(Beginning of DATA EXTRACTS)

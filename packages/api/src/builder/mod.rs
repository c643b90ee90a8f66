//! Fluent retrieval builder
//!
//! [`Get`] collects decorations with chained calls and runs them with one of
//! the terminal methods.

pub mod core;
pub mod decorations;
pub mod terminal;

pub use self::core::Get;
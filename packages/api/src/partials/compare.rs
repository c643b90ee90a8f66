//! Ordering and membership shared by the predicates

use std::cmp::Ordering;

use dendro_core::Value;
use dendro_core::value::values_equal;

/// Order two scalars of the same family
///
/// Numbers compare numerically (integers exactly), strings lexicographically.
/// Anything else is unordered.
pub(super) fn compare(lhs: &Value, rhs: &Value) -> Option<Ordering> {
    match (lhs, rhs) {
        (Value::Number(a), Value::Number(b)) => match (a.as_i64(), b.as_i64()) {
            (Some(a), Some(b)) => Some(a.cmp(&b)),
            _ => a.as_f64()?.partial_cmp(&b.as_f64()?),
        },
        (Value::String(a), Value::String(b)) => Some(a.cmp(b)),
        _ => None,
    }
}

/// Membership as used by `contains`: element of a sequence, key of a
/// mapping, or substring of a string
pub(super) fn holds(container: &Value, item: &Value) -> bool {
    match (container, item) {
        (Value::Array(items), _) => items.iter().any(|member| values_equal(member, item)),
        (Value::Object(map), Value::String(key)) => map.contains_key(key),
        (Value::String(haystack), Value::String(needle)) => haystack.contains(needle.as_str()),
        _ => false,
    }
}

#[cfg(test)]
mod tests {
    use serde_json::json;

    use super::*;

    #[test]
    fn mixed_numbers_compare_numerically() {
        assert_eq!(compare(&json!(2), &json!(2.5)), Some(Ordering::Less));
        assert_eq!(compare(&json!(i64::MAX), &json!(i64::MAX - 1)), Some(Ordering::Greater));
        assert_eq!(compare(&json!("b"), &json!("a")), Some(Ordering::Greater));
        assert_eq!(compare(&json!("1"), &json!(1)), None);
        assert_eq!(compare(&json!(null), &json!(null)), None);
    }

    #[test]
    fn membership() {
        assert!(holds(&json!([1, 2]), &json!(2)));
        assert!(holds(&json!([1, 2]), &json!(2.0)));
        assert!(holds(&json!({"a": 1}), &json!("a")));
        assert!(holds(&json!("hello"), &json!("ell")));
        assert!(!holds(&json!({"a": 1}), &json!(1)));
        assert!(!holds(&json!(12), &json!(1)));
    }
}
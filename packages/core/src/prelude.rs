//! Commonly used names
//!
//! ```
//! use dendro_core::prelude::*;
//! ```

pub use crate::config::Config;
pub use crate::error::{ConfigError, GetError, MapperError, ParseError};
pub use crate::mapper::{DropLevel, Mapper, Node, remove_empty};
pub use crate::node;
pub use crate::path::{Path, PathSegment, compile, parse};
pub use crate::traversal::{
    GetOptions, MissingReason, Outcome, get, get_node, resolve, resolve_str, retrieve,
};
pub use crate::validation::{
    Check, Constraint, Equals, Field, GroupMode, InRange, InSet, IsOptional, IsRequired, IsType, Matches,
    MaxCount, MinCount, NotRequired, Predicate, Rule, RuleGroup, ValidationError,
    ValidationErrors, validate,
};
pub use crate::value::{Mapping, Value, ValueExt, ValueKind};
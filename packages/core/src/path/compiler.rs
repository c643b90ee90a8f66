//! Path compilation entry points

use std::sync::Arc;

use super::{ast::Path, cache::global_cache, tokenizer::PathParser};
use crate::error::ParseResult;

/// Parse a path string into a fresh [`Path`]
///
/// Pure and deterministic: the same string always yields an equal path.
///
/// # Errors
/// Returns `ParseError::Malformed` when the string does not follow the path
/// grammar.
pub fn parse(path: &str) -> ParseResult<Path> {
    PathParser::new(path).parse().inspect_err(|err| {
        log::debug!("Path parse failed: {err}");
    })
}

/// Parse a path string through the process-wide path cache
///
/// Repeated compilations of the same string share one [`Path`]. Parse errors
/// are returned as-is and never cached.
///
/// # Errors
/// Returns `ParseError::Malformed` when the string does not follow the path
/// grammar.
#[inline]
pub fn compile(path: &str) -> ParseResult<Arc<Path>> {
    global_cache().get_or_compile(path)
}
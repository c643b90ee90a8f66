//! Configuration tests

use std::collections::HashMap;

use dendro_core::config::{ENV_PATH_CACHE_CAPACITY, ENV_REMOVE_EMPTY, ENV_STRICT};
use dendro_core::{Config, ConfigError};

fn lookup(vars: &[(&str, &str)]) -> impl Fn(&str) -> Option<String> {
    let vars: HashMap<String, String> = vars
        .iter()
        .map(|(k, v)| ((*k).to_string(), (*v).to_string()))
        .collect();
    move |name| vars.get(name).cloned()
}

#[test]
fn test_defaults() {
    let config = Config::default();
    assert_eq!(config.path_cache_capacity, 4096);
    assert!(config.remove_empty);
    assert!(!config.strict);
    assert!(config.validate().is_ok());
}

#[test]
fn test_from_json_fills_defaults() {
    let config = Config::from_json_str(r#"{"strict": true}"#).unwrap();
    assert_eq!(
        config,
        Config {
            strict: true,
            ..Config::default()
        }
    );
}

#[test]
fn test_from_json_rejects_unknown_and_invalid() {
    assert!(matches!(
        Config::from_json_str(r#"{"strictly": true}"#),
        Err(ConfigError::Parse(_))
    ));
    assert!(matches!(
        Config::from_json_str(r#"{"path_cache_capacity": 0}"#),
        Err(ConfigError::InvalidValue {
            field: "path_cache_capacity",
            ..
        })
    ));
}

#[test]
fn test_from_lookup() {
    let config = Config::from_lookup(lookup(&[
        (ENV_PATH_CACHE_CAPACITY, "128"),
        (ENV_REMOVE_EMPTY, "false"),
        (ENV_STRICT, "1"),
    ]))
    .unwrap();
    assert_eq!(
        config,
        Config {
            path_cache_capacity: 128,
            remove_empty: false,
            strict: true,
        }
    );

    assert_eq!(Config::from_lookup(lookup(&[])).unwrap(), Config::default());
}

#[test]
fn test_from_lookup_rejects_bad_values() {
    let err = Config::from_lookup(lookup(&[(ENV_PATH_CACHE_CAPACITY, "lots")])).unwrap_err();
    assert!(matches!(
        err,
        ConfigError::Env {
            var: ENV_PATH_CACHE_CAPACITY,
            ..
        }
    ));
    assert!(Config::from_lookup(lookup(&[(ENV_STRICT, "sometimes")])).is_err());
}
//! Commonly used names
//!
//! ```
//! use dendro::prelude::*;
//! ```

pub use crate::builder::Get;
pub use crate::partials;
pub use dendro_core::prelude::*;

(End of DATA EXTRACTS)
(Beginning of DATA EXTRACTS)

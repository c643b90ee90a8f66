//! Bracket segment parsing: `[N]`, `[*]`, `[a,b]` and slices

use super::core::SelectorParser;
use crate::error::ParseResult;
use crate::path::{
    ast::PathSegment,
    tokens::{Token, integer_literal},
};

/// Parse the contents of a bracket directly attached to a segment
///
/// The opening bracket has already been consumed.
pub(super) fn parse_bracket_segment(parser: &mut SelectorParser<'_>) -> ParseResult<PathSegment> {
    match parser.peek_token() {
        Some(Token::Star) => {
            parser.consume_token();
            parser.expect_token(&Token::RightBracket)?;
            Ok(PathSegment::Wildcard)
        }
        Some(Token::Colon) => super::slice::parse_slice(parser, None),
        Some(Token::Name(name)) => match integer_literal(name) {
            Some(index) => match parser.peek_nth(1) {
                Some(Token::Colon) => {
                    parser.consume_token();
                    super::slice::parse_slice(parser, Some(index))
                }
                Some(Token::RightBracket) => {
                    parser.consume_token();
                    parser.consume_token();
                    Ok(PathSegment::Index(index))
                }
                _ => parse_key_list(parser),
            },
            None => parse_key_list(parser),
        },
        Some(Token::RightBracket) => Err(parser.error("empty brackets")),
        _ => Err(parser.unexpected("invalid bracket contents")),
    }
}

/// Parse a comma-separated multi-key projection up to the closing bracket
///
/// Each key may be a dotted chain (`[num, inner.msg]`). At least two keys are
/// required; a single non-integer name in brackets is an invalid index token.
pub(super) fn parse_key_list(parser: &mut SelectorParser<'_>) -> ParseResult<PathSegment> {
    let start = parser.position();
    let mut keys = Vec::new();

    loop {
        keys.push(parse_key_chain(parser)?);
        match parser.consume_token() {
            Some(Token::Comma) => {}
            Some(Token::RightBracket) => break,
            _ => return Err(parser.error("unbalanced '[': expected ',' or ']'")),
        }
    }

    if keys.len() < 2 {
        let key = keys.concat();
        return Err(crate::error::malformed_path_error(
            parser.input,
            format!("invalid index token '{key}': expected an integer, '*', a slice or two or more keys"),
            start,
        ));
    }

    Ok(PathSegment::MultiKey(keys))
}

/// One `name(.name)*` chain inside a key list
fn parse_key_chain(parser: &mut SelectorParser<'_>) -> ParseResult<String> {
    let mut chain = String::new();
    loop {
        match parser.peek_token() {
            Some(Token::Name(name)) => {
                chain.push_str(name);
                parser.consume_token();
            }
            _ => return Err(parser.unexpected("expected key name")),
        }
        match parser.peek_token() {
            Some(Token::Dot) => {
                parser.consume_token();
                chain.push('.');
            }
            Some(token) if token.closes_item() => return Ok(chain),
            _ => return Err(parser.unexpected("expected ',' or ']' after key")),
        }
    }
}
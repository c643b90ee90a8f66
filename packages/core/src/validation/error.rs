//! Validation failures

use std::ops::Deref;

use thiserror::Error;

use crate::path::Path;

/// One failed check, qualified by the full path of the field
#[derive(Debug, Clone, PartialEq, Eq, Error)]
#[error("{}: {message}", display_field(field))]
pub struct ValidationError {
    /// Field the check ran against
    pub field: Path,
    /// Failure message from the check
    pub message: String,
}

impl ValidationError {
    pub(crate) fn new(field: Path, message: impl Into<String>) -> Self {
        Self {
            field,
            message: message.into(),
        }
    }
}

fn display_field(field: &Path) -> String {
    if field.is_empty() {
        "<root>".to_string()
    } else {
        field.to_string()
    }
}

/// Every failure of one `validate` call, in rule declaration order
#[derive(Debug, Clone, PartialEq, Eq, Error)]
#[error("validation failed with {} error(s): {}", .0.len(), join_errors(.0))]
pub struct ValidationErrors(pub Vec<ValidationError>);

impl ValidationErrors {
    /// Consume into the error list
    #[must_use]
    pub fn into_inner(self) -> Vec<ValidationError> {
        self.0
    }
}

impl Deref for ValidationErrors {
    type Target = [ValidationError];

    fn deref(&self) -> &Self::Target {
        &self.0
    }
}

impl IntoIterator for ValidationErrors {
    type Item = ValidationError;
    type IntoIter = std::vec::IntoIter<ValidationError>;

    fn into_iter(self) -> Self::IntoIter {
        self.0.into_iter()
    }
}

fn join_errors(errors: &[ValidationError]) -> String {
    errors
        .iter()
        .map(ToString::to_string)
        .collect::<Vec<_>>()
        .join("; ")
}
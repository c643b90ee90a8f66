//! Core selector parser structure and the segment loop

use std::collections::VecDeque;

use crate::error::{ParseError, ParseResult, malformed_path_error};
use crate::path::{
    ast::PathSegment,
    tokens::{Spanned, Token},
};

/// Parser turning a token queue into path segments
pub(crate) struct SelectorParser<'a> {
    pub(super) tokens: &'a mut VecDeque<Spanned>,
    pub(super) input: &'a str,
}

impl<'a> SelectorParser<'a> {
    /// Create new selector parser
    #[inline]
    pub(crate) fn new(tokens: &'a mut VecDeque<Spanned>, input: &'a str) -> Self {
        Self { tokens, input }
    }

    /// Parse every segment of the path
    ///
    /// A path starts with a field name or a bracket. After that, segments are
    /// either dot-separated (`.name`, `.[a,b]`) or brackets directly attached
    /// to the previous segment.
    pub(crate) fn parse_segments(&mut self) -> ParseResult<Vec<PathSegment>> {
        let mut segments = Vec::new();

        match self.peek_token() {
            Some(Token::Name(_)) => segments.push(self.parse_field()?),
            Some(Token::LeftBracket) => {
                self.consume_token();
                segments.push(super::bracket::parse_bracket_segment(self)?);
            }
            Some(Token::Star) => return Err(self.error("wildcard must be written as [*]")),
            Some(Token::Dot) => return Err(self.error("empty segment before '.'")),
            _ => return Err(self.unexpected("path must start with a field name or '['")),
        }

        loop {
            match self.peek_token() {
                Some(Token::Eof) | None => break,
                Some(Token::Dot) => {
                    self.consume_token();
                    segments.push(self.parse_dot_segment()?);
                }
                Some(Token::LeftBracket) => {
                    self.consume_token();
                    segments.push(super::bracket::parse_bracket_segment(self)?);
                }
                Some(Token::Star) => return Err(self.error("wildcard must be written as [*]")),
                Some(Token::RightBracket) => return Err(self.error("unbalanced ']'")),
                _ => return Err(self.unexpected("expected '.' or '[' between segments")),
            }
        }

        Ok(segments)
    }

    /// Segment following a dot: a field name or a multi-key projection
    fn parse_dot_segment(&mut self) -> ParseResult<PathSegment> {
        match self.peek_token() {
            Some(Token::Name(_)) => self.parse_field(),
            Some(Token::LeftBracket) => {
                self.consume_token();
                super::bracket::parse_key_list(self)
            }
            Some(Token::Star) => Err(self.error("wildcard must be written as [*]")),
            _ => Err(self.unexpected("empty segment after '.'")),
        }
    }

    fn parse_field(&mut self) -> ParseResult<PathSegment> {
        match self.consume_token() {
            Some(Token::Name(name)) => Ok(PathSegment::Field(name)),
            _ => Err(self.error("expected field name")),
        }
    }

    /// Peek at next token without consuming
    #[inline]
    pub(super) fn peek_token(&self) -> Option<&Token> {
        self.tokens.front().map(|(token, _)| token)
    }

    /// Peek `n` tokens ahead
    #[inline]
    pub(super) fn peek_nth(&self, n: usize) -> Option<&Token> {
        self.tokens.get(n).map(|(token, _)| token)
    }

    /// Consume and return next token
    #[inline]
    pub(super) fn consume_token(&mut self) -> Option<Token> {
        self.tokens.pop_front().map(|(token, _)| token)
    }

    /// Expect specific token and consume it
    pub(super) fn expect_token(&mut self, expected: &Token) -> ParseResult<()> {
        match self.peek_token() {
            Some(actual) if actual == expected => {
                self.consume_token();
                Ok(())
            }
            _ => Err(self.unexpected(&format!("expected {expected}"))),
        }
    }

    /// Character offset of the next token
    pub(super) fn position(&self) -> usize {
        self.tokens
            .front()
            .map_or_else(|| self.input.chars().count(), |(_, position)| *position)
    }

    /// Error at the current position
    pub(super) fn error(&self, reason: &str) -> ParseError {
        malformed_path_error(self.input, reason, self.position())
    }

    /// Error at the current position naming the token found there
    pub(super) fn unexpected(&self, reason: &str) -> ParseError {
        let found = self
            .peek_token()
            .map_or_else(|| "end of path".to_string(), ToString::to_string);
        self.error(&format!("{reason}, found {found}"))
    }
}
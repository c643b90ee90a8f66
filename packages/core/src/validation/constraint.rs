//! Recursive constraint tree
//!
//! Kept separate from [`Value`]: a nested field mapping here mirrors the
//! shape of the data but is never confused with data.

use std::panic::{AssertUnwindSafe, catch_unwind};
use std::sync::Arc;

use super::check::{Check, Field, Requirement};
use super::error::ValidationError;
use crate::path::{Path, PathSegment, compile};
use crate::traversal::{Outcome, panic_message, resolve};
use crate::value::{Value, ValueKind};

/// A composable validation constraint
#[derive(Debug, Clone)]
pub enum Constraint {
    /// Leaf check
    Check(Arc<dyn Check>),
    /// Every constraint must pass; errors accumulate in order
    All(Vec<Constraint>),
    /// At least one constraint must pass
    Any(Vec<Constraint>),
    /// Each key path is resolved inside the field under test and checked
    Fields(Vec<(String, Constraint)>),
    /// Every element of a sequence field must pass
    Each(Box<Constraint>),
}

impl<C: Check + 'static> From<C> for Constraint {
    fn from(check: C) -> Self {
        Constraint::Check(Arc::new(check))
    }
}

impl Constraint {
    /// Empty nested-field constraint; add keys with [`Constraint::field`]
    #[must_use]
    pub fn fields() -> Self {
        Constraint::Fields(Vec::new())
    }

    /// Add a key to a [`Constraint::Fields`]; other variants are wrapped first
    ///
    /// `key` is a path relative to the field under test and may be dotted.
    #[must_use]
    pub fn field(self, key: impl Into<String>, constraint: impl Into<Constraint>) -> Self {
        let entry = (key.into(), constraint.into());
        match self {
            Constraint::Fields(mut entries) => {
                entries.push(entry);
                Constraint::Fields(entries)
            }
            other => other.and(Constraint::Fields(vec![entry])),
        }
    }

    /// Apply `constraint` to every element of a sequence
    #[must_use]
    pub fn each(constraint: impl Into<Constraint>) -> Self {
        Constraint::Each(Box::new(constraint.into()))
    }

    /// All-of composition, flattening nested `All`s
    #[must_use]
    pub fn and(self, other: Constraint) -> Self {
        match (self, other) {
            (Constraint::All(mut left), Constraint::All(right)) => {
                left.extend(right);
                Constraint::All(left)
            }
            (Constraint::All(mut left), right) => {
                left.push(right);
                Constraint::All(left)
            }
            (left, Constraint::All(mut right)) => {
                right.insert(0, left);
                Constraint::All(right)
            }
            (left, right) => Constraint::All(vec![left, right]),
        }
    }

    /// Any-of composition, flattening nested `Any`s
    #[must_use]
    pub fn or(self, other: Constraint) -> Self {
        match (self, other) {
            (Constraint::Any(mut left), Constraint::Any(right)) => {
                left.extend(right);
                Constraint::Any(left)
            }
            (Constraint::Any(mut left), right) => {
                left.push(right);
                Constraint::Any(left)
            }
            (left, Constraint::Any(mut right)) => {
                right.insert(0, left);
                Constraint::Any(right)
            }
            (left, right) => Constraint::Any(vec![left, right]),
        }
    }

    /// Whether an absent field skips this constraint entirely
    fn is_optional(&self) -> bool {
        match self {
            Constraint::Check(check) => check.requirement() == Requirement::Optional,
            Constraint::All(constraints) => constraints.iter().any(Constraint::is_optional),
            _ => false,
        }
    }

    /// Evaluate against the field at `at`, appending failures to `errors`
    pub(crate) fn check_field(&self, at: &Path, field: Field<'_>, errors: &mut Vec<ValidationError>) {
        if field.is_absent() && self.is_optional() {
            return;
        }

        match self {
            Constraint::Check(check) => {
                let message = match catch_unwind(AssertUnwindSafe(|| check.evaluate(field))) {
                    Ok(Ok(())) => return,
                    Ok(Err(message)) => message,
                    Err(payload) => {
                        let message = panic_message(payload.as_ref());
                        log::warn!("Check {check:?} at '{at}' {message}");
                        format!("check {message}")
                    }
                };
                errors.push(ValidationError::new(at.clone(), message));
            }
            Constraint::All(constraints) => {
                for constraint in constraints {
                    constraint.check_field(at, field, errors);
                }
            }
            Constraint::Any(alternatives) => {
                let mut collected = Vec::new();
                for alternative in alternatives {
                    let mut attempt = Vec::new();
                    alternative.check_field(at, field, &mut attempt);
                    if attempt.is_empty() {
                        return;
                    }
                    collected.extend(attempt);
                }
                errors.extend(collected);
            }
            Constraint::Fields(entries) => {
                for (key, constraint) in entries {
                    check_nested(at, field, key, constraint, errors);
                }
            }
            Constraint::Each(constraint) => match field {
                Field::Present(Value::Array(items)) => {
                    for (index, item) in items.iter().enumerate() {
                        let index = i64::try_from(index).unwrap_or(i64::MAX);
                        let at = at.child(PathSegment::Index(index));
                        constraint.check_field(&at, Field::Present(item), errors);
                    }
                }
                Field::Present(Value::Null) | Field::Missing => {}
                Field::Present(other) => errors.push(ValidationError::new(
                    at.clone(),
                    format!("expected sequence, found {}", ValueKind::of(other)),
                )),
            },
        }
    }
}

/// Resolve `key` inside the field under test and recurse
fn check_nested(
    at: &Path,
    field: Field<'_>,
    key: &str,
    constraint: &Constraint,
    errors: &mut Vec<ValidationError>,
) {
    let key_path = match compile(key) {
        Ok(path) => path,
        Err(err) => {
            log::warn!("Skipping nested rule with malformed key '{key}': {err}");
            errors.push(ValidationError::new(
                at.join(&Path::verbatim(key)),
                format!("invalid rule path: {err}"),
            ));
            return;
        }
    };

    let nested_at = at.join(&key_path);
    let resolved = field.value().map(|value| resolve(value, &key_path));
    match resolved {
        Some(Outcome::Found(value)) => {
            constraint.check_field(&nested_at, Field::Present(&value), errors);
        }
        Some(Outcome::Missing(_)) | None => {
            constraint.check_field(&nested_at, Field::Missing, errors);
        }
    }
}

(End of DATA EXTRACTS)
(Beginning of DATA EXTRACTS)

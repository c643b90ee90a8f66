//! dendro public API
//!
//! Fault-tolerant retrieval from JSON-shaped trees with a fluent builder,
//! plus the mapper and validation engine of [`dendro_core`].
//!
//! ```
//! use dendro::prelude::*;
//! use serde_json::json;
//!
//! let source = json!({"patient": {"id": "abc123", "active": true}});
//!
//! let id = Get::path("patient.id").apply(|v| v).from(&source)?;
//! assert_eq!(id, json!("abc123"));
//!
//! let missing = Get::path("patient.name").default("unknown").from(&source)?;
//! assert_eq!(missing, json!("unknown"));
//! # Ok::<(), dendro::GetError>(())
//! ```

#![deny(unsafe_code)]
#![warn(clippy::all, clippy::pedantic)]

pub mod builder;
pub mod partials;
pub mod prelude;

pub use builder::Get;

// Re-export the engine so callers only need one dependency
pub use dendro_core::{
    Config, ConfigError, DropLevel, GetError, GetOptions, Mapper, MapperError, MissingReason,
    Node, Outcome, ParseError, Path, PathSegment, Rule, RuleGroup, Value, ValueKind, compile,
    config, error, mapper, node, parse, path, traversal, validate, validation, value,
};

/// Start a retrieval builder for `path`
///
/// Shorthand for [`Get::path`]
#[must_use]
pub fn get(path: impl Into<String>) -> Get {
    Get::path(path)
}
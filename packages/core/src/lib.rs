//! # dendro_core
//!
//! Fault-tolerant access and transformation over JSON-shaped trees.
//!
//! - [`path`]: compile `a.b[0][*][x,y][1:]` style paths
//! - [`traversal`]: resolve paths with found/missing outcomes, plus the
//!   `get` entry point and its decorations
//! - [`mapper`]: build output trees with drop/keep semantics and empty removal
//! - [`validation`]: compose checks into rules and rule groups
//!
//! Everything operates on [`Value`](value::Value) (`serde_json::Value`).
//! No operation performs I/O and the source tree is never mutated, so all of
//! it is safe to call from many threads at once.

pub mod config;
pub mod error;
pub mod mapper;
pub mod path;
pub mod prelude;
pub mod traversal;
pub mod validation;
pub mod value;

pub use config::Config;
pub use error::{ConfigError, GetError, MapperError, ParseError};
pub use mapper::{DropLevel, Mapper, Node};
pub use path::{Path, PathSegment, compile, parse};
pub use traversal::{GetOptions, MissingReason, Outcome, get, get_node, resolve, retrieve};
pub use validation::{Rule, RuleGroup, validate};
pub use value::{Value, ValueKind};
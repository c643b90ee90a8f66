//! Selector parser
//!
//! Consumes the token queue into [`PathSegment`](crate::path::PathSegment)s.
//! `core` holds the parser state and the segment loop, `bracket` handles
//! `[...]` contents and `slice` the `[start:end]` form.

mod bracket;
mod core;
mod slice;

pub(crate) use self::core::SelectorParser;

(End of DATA EXTRACTS)

• [EXERCISE DETAILS]: Go back to the listing above. Copy word for word the lines from the one with "filename packages/api/src/builder/mod.rs" through the one with "by the predicates", and nothing more.

• [TASK OUTPUT]:
filename packages/api/src/builder/mod.rs
repository c643b90ee90a8f66
//! Fluent retrieval builder
//!
//! [`Get`] collects decorations with chained calls and runs them with one of
//! the terminal methods.

pub mod core;
pub mod decorations;
pub mod terminal;

pub use self::core::Get;
filename packages/api/src/partials/compare.rs
repository c643b90ee90a8f66
//! Ordering and membership shared by the predicates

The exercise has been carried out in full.